The Fighter is Rocky for the new generation with Mark Wahlberg resurrecting Marlon Brando from On The Waterfront whilst Christian Bale performs like a crack-addicted Jester. Micky Ward (Wahlberg) is a boxer managed by his chain smoking mother (Melissa Leo) and trained by his crack-head brother Dicky (Bale). After years of being the meal ticket for other boxers he finally has to choose between the champion he could be and the family dining out on his mediocrity.
Obviously The Fighter is not breaking new ground here. Rocky set the precedence for underdog boxing movies then Raging Bull threw in the “based on a true story” towel. When you consider the problems The Fighter had in production it appears the majority of Hollywood feels the same. Scorsese wouldn’t take the script and Aronofsky left mid-production to make Black Swan. The project finally fell into the lap of David O. Russell at Bale’s request. The Fighter appears to be a case of life imitating Art, the underdog battling for his shot at the championship.
So was it really worth all the effort? In short: Yes. The fight scenes look fantastic and recreate the actual bouts using the same HBO cameras from the original footage. However, these take a back seat to the real drama. Like Raging Bull, The Fighter is more concerned about the family tensions and relationships than two Goliaths beating seven shades of the proverbial out of each other in the ring.
So far, so dull but it is the element of comedy that really sets The Fighter apart from its heavy weight rivals. Dicky Ecklund hurls himself from first story windows at the first sign of danger (or his mother) and his actions are normally met with a shrug of the shoulders which make him both lovable and infuriating to his brother. This is obviously done to heighten the emotional punch of his downfall and resulting butterfly-chrysalis rebirth, but if we are honest we preferred his mischievous charms.
Christian Bale did his magic yo-yo diet for the role and it is astonishing to see him play a role that actually involves smiling. He is an actor so dedicated to his craft that occasionally it does feel a little try-hard, but then as the real Dicky and Micky are shown in the credits. It appears that Bale is, as usual, perfect.
As the main driving force off-screen it is surprising that Wahlberg allows Bale to steal the show. This is his baby; surely he should be reaping the acclaim? But it just shows how attuned Wahlberg is to the character that he portrays. In the same way that Micky Ward allows Dicky to hog the limelight in reality – Wahlberg allows Bale the room to perform. He is the eye of the storm that only becomes visible when the hurricane dissipates.

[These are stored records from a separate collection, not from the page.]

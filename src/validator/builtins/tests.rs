use super::*;
use crate::model::{Choice, Message, ProviderResponse, Usage};
use crate::validator::ValidationContext;

fn response_with_text(text: &str) -> ProviderResponse {
    ProviderResponse {
        id: "resp-1".into(),
        created_ts: 0.0,
        model: "test".into(),
        choices: vec![Choice {
            index: 0,
            message: Message::user(text),
            finish_reason: "stop".into(),
        }],
        usage: Usage::default(),
    }
}

fn ctx() -> ValidationContext {
    ValidationContext {
        attempt: 1,
        original_user_prompt: String::new(),
        messages: vec![],
        llm_caller: None,
        depth: 0,
        recursion_depth_limit: 3,
    }
}

#[tokio::test]
async fn json_string_accepts_object_and_rejects_prose() {
    let v = JsonString::new("json_string");
    assert!(v.validate(&response_with_text(r#"{"a": 1}"#), &ctx()).await.valid);
    assert!(!v.validate(&response_with_text("not json"), &ctx()).await.valid);
}

#[tokio::test]
async fn field_present_checks_dot_path_and_expected_value() {
    let mut params = Map::new();
    params.insert("field_name".into(), Value::String("user.name".into()));
    let v = FieldPresent::from_params(&params).unwrap();
    let ok = response_with_text(r#"{"user": {"name": "ada"}}"#);
    assert!(v.validate(&ok, &ctx()).await.valid);

    let missing = response_with_text(r#"{"user": {}}"#);
    assert!(!v.validate(&missing, &ctx()).await.valid);

    let mut params = Map::new();
    params.insert("field_name".into(), Value::String("status".into()));
    params.insert("expected_value".into(), Value::String("ok".into()));
    let v = FieldPresent::from_params(&params).unwrap();
    assert!(v.validate(&response_with_text(r#"{"status": "ok"}"#), &ctx()).await.valid);
    assert!(!v.validate(&response_with_text(r#"{"status": "fail"}"#), &ctx()).await.valid);
}

#[tokio::test]
async fn length_enforces_min_and_max() {
    let mut params = Map::new();
    params.insert("min_length".into(), Value::from(3));
    params.insert("max_length".into(), Value::from(5));
    let v = Length::from_params(&params).unwrap();
    assert!(!v.validate(&response_with_text("ab"), &ctx()).await.valid);
    assert!(v.validate(&response_with_text("abcd"), &ctx()).await.valid);
    assert!(!v.validate(&response_with_text("abcdefg"), &ctx()).await.valid);
}

#[tokio::test]
async fn regex_full_match_vs_partial() {
    let mut params = Map::new();
    params.insert("pattern".into(), Value::String(r"\d+".into()));
    params.insert("full_match".into(), Value::from(false));
    let v = RegexMatch::from_params(&params).unwrap();
    assert!(v.validate(&response_with_text("order #42 shipped"), &ctx()).await.valid);

    let mut params = Map::new();
    params.insert("pattern".into(), Value::String(r"\d+".into()));
    let v = RegexMatch::from_params(&params).unwrap();
    assert!(!v.validate(&response_with_text("order #42 shipped"), &ctx()).await.valid);
    assert!(v.validate(&response_with_text("42"), &ctx()).await.valid);
}

#[tokio::test]
async fn contains_is_case_insensitive_by_default() {
    let mut params = Map::new();
    params.insert("substring".into(), Value::String("DONE".into()));
    let v = Contains::from_params(&params).unwrap();
    assert!(v.validate(&response_with_text("task is done."), &ctx()).await.valid);
}

#[tokio::test]
async fn code_syntax_catches_unbalanced_delimiters() {
    let v = CodeSyntax::python();
    assert!(v.validate(&response_with_text("def f():\n    return (1 + 2)\n"), &ctx()).await.valid);
    assert!(!v.validate(&response_with_text("def f():\n    return (1 + 2\n"), &ctx()).await.valid);
}

#[tokio::test]
async fn schema_validator_checks_instance_against_document() {
    let mut params = Map::new();
    params.insert(
        "schema".into(),
        serde_json::json!({"type": "object", "required": ["name"], "properties": {"name": {"type": "string"}}}),
    );
    let v = SchemaValidator::from_params(&params).unwrap();
    assert!(v.validate(&response_with_text(r#"{"name": "ada"}"#), &ctx()).await.valid);
    assert!(!v.validate(&response_with_text(r#"{"age": 10}"#), &ctx()).await.valid);
}

#[tokio::test]
async fn sql_safe_flags_denylisted_statements_case_insensitively() {
    let v = SqlSafe::from_params(&Map::new());
    assert!(v.validate(&response_with_text("SELECT * FROM users"), &ctx()).await.valid);
    assert!(!v.validate(&response_with_text("drop table users"), &ctx()).await.valid);
}

#[tokio::test]
async fn openapi_spec_requires_version_and_paths() {
    let v = OpenApiSpec;
    let ok = response_with_text(r#"{"openapi": "3.0.0", "paths": {}}"#);
    assert!(v.validate(&ok, &ctx()).await.valid);
    let missing_paths = response_with_text(r#"{"openapi": "3.0.0"}"#);
    assert!(!v.validate(&missing_paths, &ctx()).await.valid);
}

struct StubCaller {
    envelope: &'static str,
}

#[async_trait::async_trait]
impl crate::validator::LlmCaller for StubCaller {
    async fn call(&self, _config: crate::model::CallConfig, _depth: u32) -> Result<ProviderResponse, crate::errors::GatewayError> {
        Ok(response_with_text(self.envelope))
    }
}

struct FailingCaller;

#[async_trait::async_trait]
impl crate::validator::LlmCaller for FailingCaller {
    async fn call(&self, _config: crate::model::CallConfig, _depth: u32) -> Result<ProviderResponse, crate::errors::GatewayError> {
        Err(crate::errors::GatewayError::new(crate::errors::ErrorKind::ProviderUnavailable, "judge model unreachable"))
    }
}

fn ctx_with_caller(caller: std::sync::Arc<dyn crate::validator::LlmCaller>) -> ValidationContext {
    ValidationContext {
        attempt: 1,
        original_user_prompt: "summarize the incident".into(),
        messages: vec![],
        llm_caller: Some(caller),
        depth: 0,
        recursion_depth_limit: 3,
    }
}

#[tokio::test]
async fn ai_contradiction_check_passes_on_true_envelope() {
    let mut params = Map::new();
    params.insert("model".into(), Value::String("judge/gpt".into()));
    let v = AiContradictionCheck::from_params(&params).unwrap();
    let caller: std::sync::Arc<dyn crate::validator::LlmCaller> = std::sync::Arc::new(StubCaller {
        envelope: r#"{"validation_passed": true, "confidence": 0.9, "reasoning": "consistent", "suggestions": []}"#,
    });
    let result = v.validate(&response_with_text("the incident is resolved"), &ctx_with_caller(caller)).await;
    assert!(result.valid);
    assert!((result.confidence - 0.9).abs() < 1e-9);
}

#[tokio::test]
async fn ai_contradiction_check_fails_on_false_envelope_with_reasoning() {
    let mut params = Map::new();
    params.insert("model".into(), Value::String("judge/gpt".into()));
    let v = AiContradictionCheck::from_params(&params).unwrap();
    let caller: std::sync::Arc<dyn crate::validator::LlmCaller> = std::sync::Arc::new(StubCaller {
        envelope: r#"{"validation_passed": false, "confidence": 0.2, "reasoning": "response claims the opposite of the request", "suggestions": ["re-check the root cause"]}"#,
    });
    let result = v.validate(&response_with_text("the incident was never an issue"), &ctx_with_caller(caller)).await;
    assert!(!result.valid);
    assert_eq!(result.reasoning, "response claims the opposite of the request");
    assert_eq!(result.suggestions, vec!["re-check the root cause".to_string()]);
}

#[tokio::test]
async fn ai_contradiction_check_fails_without_throwing_on_malformed_envelope() {
    let mut params = Map::new();
    params.insert("model".into(), Value::String("judge/gpt".into()));
    let v = AiContradictionCheck::from_params(&params).unwrap();
    let caller: std::sync::Arc<dyn crate::validator::LlmCaller> =
        std::sync::Arc::new(StubCaller { envelope: "not json at all" });
    let result = v.validate(&response_with_text("anything"), &ctx_with_caller(caller)).await;
    assert!(!result.valid);
    assert!(result.reasoning.contains("JSON envelope"));
}

#[tokio::test]
async fn ai_contradiction_check_fails_when_no_caller_injected() {
    let mut params = Map::new();
    params.insert("model".into(), Value::String("judge/gpt".into()));
    let v = AiContradictionCheck::from_params(&params).unwrap();
    let result = v.validate(&response_with_text("anything"), &ctx()).await;
    assert!(!result.valid);
    assert!(result.reasoning.contains("llm_caller"));
}

#[tokio::test]
async fn ai_contradiction_check_fails_on_recursion_depth_guard() {
    let mut params = Map::new();
    params.insert("model".into(), Value::String("judge/gpt".into()));
    let v = AiContradictionCheck::from_params(&params).unwrap();
    let caller: std::sync::Arc<dyn crate::validator::LlmCaller> = std::sync::Arc::new(StubCaller {
        envelope: r#"{"validation_passed": true, "confidence": 1.0, "reasoning": "", "suggestions": []}"#,
    });
    let mut ctx = ctx_with_caller(caller);
    ctx.depth = 3;
    ctx.recursion_depth_limit = 3;
    let result = v.validate(&response_with_text("anything"), &ctx).await;
    assert!(!result.valid);
    assert!(result.reasoning.contains("recursion depth"));
}

#[tokio::test]
async fn ai_contradiction_check_fails_when_recursive_call_errors() {
    let mut params = Map::new();
    params.insert("model".into(), Value::String("judge/gpt".into()));
    let v = AiContradictionCheck::from_params(&params).unwrap();
    let caller: std::sync::Arc<dyn crate::validator::LlmCaller> = std::sync::Arc::new(FailingCaller);
    let result = v.validate(&response_with_text("anything"), &ctx_with_caller(caller)).await;
    assert!(!result.valid);
    assert!(result.reasoning.contains("judge model unreachable"));
}

#[tokio::test]
async fn agent_task_requires_model_and_task_description() {
    let mut params = Map::new();
    assert!(AgentTask::from_params(&params).is_err());
    params.insert("model".into(), Value::String("judge/gpt".into()));
    assert!(AgentTask::from_params(&params).is_err());
    params.insert("task_description".into(), Value::String("check the tone is professional".into()));
    assert!(AgentTask::from_params(&params).is_ok());
}

#[tokio::test]
async fn agent_task_substitutes_task_description_into_template() {
    let mut params = Map::new();
    params.insert("model".into(), Value::String("judge/gpt".into()));
    params.insert("task_description".into(), Value::String("check the tone is professional".into()));
    let v = AgentTask::from_params(&params).unwrap();
    assert!(v.prompt_template.contains("check the tone is professional"));

    let caller: std::sync::Arc<dyn crate::validator::LlmCaller> = std::sync::Arc::new(StubCaller {
        envelope: r#"{"validation_passed": true, "confidence": 0.75, "reasoning": "", "suggestions": []}"#,
    });
    let result = v.validate(&response_with_text("Dear customer, ..."), &ctx_with_caller(caller)).await;
    assert!(result.valid);
}
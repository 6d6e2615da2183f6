//! Built-in validators (§4.3 table). Each is a small `Validator` struct
//! constructed from a `ValidatorSpec`'s params map by a factory closure
//! registered in [`register_all`].

use super::{ValidationContext, Validator, ValidatorRegistry};
use crate::model::{ProviderResponse, ValidationResult};
use async_trait::async_trait;
use serde_json::{Map, Value};
use std::sync::Arc;

pub fn register_all(registry: &ValidatorRegistry) {
    registry
        .register("response_not_empty", Arc::new(|_params| Ok(Arc::new(ResponseNotEmpty) as Arc<dyn Validator>)))
        .expect("response_not_empty registers once");
    registry
        .register("json_string", Arc::new(|_params| Ok(Arc::new(JsonString::new("json_string")) as Arc<dyn Validator>)))
        .expect("json_string registers once");
    registry
        .register("json", Arc::new(|_params| Ok(Arc::new(JsonString::new("json")) as Arc<dyn Validator>)))
        .expect("json registers once");
    registry
        .register("field_present", Arc::new(|params| FieldPresent::from_params(params).map(|v| Arc::new(v) as Arc<dyn Validator>)))
        .expect("field_present registers once");
    registry
        .register("length", Arc::new(|params| Length::from_params(params).map(|v| Arc::new(v) as Arc<dyn Validator>)))
        .expect("length registers once");
    registry
        .register("regex", Arc::new(|params| RegexMatch::from_params(params).map(|v| Arc::new(v) as Arc<dyn Validator>)))
        .expect("regex registers once");
    registry
        .register("contains", Arc::new(|params| Contains::from_params(params).map(|v| Arc::new(v) as Arc<dyn Validator>)))
        .expect("contains registers once");
    registry
        .register("code", Arc::new(|params| Ok(Arc::new(CodeSyntax::from_params("code", params)) as Arc<dyn Validator>)))
        .expect("code registers once");
    registry
        .register("python", Arc::new(|_params| Ok(Arc::new(CodeSyntax::python()) as Arc<dyn Validator>)))
        .expect("python registers once");
    registry
        .register("schema", Arc::new(|params| SchemaValidator::from_params(params).map(|v| Arc::new(v) as Arc<dyn Validator>)))
        .expect("schema registers once");
    registry
        .register("sql", Arc::new(|_params| Ok(Arc::new(SqlSyntax) as Arc<dyn Validator>)))
        .expect("sql registers once");
    registry
        .register("sql_safe", Arc::new(|params| Ok(Arc::new(SqlSafe::from_params(params)) as Arc<dyn Validator>)))
        .expect("sql_safe registers once");
    registry
        .register("openapi_spec", Arc::new(|_params| Ok(Arc::new(OpenApiSpec) as Arc<dyn Validator>)))
        .expect("openapi_spec registers once");
    registry
        .register(
            "ai_contradiction_check",
            Arc::new(|params| AiContradictionCheck::from_params(params).map(|v| Arc::new(v) as Arc<dyn Validator>)),
        )
        .expect("ai_contradiction_check registers once");
    registry
        .register("agent_task", Arc::new(|params| AgentTask::from_params(params).map(|v| Arc::new(v) as Arc<dyn Validator>)))
        .expect("agent_task registers once");
}

fn primary_text(response: &ProviderResponse) -> String {
    response.primary_text()
}
//! Validator registry and the uniform `Validator` contract (§4.3).
//!
//! Validators are resolved by name from a [`ValidatorSpec`] at config-parse
//! time (§9 Design Notes: "unknown names fail at config-parse time, not at
//! attempt time") rather than looked up ad-hoc on every attempt.

pub mod builtins;

use crate::errors::GatewayError;
use crate::model::{CallConfig, Message, ProviderResponse, ValidationResult, ValidatorSpec};
use async_trait::async_trait;
use serde_json::{Map, Value};
use std::collections::HashMap;
use std::sync::{Arc, RwLock};

/// Capability AI-assisted validators use to issue their own recursive
/// `make_request` calls (§4.3). Implemented by the orchestrator; validators
/// never see a raw HTTP client.
#[async_trait]
pub trait LlmCaller: Send + Sync {
    async fn call(&self, config: CallConfig, depth: u32) -> Result<ProviderResponse, GatewayError>;
}

/// Threaded explicitly into every `validate` call rather than living in
/// module-level state (§9 Design Notes, "Recursive LLM calls from
/// validators").
#[derive(Clone)]
pub struct ValidationContext {
    pub attempt: u32,
    pub original_user_prompt: String,
    /// The working message list as of this attempt (feedback from prior
    /// attempts included).
    pub messages: Vec<Message>,
    pub llm_caller: Option<Arc<dyn LlmCaller>>,
    /// Recursion depth consumed by AI-assisted validators so far.
    pub depth: u32,
    pub recursion_depth_limit: u32,
}

impl ValidationContext {
    /// Substitutes the template placeholders AI-assisted validators build
    /// their prompts from (§4.3).
    pub fn substitute(&self, template: &str, text_to_validate: &str) -> String {
        template
            .replace("{TEXT_TO_VALIDATE}", text_to_validate)
            .replace("{ORIGINAL_USER_PROMPT}", &self.original_user_prompt)
            .replace("{ATTEMPT}", &self.attempt.to_string())
    }
}

/// Uniform validator contract (§3). Implementations may be synchronous
/// (built-ins) or suspend on a recursive LLM call (AI-assisted).
#[async_trait]
pub trait Validator: Send + Sync {
    fn name(&self) -> &str;
    async fn validate(&self, response: &ProviderResponse, ctx: &ValidationContext) -> ValidationResult;
}

type ValidatorFactory =
    Arc<dyn Fn(&Map<String, Value>) -> Result<Arc<dyn Validator>, GatewayError> + Send + Sync>;

/// Process-wide table of named validator factories (§4.3 registry
/// contract). Mutations use a read-mostly lock per §5's shared-resource
/// policy; tests instantiate a fresh registry rather than sharing one
/// (§9, "Global mutable state").
pub struct ValidatorRegistry {
    factories: RwLock<HashMap<String, ValidatorFactory>>,
}

impl ValidatorRegistry {
    /// An empty registry with no validators registered.
    pub fn empty() -> Self {
        Self {
            factories: RwLock::new(HashMap::new()),
        }
    }

    /// A registry pre-populated with the ~16 built-ins (§4.3 table).
    pub fn with_builtins() -> Self {
        let registry = Self::empty();
        builtins::register_all(&registry);
        registry
    }

    /// `register(name, factory)` — fails with `bad_request` on a name
    /// collision; names are globally unique.
    pub fn register(&self, name: &str, factory: ValidatorFactory) -> Result<(), GatewayError> {
        let mut factories = self
            .factories
            .write()
            .map_err(|_| GatewayError::internal("validator registry lock poisoned"))?;
        if factories.contains_key(name) {
            return Err(GatewayError::bad_request(format!(
                "validator '{name}' is already registered"
            )));
        }
        factories.insert(name.to_string(), factory);
        Ok(())
    }

    /// `resolve(ValidatorSpec) -> Validator`. Unknown names fail with
    /// `bad_request` at the point a `CallConfig` is parsed, not mid-attempt.
    pub fn resolve(&self, spec: &ValidatorSpec) -> Result<Arc<dyn Validator>, GatewayError> {
        let factories = self
            .factories
            .read()
            .map_err(|_| GatewayError::internal("validator registry lock poisoned"))?;
        let factory = factories.get(&spec.kind).ok_or_else(|| {
            GatewayError::bad_request(format!("unknown validator type: {}", spec.kind))
        })?;
        factory(&spec.params)
    }
}

impl Default for ValidatorRegistry {
    fn default() -> Self {
        Self::with_builtins()
    }
}

#[cfg(test)]
mod tests;
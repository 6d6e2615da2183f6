use super::*;
use crate::model::{Choice, Message, ProviderResponse, Usage};

fn response_with_text(text: &str) -> ProviderResponse {
    ProviderResponse {
        id: "resp-1".into(),
        created_ts: 0.0,
        model: "test".into(),
        choices: vec![Choice {
            index: 0,
            message: Message::user(text),
            finish_reason: "stop".into(),
        }],
        usage: Usage::default(),
    }
}

fn ctx() -> ValidationContext {
    ValidationContext {
        attempt: 1,
        original_user_prompt: "prompt".into(),
        messages: vec![],
        llm_caller: None,
        depth: 0,
        recursion_depth_limit: 3,
    }
}

#[tokio::test]
async fn resolve_response_not_empty() {
    let registry = ValidatorRegistry::with_builtins();
    let spec = ValidatorSpec::new("response_not_empty");
    let validator = registry.resolve(&spec).expect("resolves");
    let result = validator.validate(&response_with_text("hello"), &ctx()).await;
    assert!(result.valid);

    let result = validator.validate(&response_with_text("   "), &ctx()).await;
    assert!(!result.valid);
    assert!(!result.reasoning.is_empty());
}

#[test]
fn resolve_unknown_validator_is_bad_request() {
    let registry = ValidatorRegistry::with_builtins();
    let spec = ValidatorSpec::new("totally_unknown_validator");
    let err = registry.resolve(&spec).unwrap_err();
    assert_eq!(err.kind, crate::errors::ErrorKind::BadRequest);
}

#[test]
fn register_duplicate_name_fails() {
    let registry = ValidatorRegistry::empty();
    let factory: super::ValidatorFactory = Arc::new(|_| Ok(Arc::new(DummyValidator) as Arc<dyn Validator>));
    registry.register("dup", factory.clone()).expect("first registration succeeds");
    let err = registry.register("dup", factory).unwrap_err();
    assert_eq!(err.kind, crate::errors::ErrorKind::BadRequest);
}

struct DummyValidator;

#[async_trait::async_trait]
impl Validator for DummyValidator {
    fn name(&self) -> &str {
        "dummy"
    }

    async fn validate(&self, _response: &ProviderResponse, _ctx: &ValidationContext) -> ValidationResult {
        ValidationResult::pass()
    }
}

#[test]
fn substitute_replaces_all_placeholders() {
    let mut c = ctx();
    c.original_user_prompt = "what is 2+2?".into();
    c.attempt = 4;
    let out = c.substitute("Q={ORIGINAL_USER_PROMPT} A={TEXT_TO_VALIDATE} N={ATTEMPT}", "4");
    assert_eq!(out, "Q=what is 2+2? A=4 N=4");
}
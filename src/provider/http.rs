//! A generic HTTP `Completer` for the `HTTP_PROVIDER` binding (§4.2, §6).
//!
//! Implementing new model providers is explicitly out of scope (§1
//! Non-goals): the actual LLM HTTP libraries are "an opaque
//! `completion(params) → response` capability". This type is that opaque
//! capability's default, minimal shape — a single OpenAI-compatible
//! upstream (a provider's native endpoint, or an aggregating proxy such as
//! a LiteLLM/OpenRouter-style gateway) addressed by one configured base URL
//! and bearer credential. Embedders who need per-provider routing supply
//! their own `Completer` instead of this one; the retry engine only ever
//! depends on the trait (§provider).

use crate::errors::{ErrorKind, GatewayError};
use crate::model::ProviderResponse;
use crate::provider::{Completer, CompletionRequest};
use crate::utils::http::default_http_client;
use async_trait::async_trait;
use reqwest::{Client, StatusCode, header::HeaderMap};
use serde_json::{Map, Value};
use std::time::Duration;
use tracing::warn;

pub struct HttpProviderCompleter {
    client: Client,
    base_url: String,
    api_key: Option<String>,
}

impl HttpProviderCompleter {
    pub fn new(base_url: impl Into<String>, api_key: Option<String>) -> Self {
        Self {
            client: default_http_client(),
            base_url: base_url.into(),
            api_key,
        }
    }
}

fn request_body(request: &CompletionRequest) -> Value {
    let mut body: Map<String, Value> = request.params.clone();
    body.insert("model".into(), Value::String(request.model.clone()));
    body.insert(
        "messages".into(),
        serde_json::to_value(&request.messages).unwrap_or(Value::Array(vec![])),
    );
    Value::Object(body)
}

#[async_trait]
impl Completer for HttpProviderCompleter {
    async fn complete(&self, request: CompletionRequest) -> Result<ProviderResponse, GatewayError> {
        let url = format!("{}/v1/chat/completions", self.base_url.trim_end_matches('/'));
        let mut builder = self.client.post(&url).json(&request_body(&request));
        if let Some(key) = &self.api_key {
            builder = builder.bearer_auth(key);
        }

        let resp = builder.send().await.map_err(|e| classify_transport_error(&e))?;
        let status = resp.status();

        if status == StatusCode::UNAUTHORIZED || status == StatusCode::FORBIDDEN {
            let detail = resp.text().await.unwrap_or_default();
            return Err(GatewayError::new(ErrorKind::Auth, detail));
        }
        if status == StatusCode::TOO_MANY_REQUESTS {
            let retry_after = parse_retry_after(resp.headers());
            let detail = resp.text().await.unwrap_or_default();
            let mut err = GatewayError::new(ErrorKind::RateLimit, detail);
            if let Some(retry_after) = retry_after {
                warn!(seconds = retry_after.as_secs(), "rate limited; provider requested a retry delay");
                err = err.with_retry_after(retry_after);
            }
            return Err(err);
        }
        if status == StatusCode::REQUEST_TIMEOUT || status == StatusCode::GATEWAY_TIMEOUT {
            return Err(GatewayError::new(ErrorKind::Timeout, "provider reported a timeout"));
        }
        if status == StatusCode::BAD_REQUEST || status == StatusCode::UNPROCESSABLE_ENTITY {
            let detail = resp.text().await.unwrap_or_default();
            return Err(GatewayError::bad_request(detail));
        }
        if status.is_server_error() || status == StatusCode::SERVICE_UNAVAILABLE {
            let detail = resp.text().await.unwrap_or_default();
            return Err(GatewayError::new(ErrorKind::ProviderUnavailable, detail));
        }
        if !status.is_success() {
            let detail = resp.text().await.unwrap_or_default();
            return Err(GatewayError::new(
                ErrorKind::ProviderUnavailable,
                format!("provider returned {status}: {detail}"),
            ));
        }

        resp.json::<ProviderResponse>()
            .await
            .map_err(|e| GatewayError::internal(format!("failed to decode provider response: {e}")))
    }
}

/// Parses the `Retry-After` header's integer-seconds form (§7). The
/// HTTP-date form is not handled; providers in practice send seconds.
fn parse_retry_after(headers: &HeaderMap) -> Option<Duration> {
    let value = headers.get(reqwest::header::RETRY_AFTER)?.to_str().ok()?;
    value.trim().parse::<u64>().ok().map(Duration::from_secs)
}

fn classify_transport_error(e: &reqwest::Error) -> GatewayError {
    if e.is_timeout() {
        GatewayError::new(ErrorKind::Timeout, e.to_string())
    } else if e.is_connect() {
        GatewayError::new(ErrorKind::ProviderUnavailable, e.to_string())
    } else {
        GatewayError::internal(e.to_string())
    }
}

#[cfg(test)]
mod tests;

Despite hitting every convention of a sports movie, The Fighter does it in a way which feels fresh and powerful. You know who wins before the first bell but the emotional battles Micky fights give his eventual victory added gravitas. It is the perfect right-left combination of Raging Bull’s character study and Rocky’s poignancy. Also, Raging Bull was released in 1980 and the Rocky saga (excluding late additions) spanned 1976-1990. Although they remain timeless to many, thirty years is a long time to reign as champion. The Fighter is the new generation breaking through, still learning from the masters but with just enough youthfulness to catch you off guard.